== Problem statement ==
Everything from the line containing "fn is_running(&self) -> bool;" through the line containing "save succeeded. Failures" should be repeated exactly, and nothing else from the data.
=== Begin Enclosure ===
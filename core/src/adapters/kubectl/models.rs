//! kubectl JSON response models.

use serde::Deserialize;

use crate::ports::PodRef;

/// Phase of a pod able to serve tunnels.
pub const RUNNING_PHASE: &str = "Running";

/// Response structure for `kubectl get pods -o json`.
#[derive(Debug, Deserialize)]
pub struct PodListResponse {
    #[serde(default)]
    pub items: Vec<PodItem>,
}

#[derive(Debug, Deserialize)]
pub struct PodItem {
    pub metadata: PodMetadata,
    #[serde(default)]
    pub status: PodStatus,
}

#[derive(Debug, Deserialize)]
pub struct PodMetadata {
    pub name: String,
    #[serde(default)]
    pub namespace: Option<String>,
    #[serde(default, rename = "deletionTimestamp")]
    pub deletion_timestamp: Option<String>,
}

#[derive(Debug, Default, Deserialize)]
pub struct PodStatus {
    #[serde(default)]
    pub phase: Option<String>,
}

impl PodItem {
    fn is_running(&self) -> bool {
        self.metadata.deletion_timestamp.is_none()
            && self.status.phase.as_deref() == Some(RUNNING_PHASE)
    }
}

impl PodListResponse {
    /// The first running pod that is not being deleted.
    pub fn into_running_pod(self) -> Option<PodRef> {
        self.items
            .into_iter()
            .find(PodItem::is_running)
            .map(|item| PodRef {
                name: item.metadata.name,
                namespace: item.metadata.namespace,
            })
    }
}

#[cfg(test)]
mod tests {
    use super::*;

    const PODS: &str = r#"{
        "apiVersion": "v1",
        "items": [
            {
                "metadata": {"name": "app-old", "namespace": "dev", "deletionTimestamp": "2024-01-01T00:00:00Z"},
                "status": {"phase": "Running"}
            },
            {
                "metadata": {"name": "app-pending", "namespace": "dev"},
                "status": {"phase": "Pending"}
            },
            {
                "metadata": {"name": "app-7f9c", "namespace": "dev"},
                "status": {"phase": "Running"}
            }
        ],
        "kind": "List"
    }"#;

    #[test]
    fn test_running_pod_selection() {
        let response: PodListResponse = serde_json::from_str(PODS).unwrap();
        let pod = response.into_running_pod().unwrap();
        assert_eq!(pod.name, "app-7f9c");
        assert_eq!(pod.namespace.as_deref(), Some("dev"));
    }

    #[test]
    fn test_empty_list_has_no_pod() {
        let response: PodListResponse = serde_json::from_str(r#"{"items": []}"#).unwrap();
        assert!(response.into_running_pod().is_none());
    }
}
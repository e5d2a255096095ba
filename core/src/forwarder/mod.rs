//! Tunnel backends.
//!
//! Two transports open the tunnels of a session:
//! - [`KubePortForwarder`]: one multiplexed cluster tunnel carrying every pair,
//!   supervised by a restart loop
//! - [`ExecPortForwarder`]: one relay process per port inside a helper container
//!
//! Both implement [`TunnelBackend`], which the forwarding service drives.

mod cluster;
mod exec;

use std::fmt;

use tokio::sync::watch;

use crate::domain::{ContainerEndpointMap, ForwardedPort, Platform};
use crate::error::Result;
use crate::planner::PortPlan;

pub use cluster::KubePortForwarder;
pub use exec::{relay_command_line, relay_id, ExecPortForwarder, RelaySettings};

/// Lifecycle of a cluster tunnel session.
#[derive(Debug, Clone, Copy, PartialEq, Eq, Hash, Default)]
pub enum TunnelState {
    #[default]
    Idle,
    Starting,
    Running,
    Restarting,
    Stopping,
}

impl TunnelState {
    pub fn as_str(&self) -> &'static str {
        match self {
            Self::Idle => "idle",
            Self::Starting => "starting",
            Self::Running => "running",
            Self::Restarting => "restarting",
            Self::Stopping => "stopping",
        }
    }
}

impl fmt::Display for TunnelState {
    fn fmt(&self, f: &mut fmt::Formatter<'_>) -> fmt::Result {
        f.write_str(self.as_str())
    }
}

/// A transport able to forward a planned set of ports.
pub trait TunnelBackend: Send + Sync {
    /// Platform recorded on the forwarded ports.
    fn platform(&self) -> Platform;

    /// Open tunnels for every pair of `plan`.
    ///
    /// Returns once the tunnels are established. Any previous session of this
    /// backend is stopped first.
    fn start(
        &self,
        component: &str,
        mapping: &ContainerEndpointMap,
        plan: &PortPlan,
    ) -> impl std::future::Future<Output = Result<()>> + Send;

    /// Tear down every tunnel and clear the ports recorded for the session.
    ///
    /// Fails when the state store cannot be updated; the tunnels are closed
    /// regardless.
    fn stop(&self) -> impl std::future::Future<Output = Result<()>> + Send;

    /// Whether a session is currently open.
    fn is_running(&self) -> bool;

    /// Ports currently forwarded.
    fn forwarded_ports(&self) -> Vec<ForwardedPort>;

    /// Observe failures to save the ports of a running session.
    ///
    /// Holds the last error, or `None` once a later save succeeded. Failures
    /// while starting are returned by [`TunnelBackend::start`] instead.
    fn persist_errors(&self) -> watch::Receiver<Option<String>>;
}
=== End Enclosure ===
== Exercise answer ==
    fn is_running(&self) -> bool;

    /// Ports currently forwarded.
    fn forwarded_ports(&self) -> Vec<ForwardedPort>;

    /// Observe failures to save the ports of a running session.
    ///
    /// Holds the last error, or `None` once a later save succeeded. Failures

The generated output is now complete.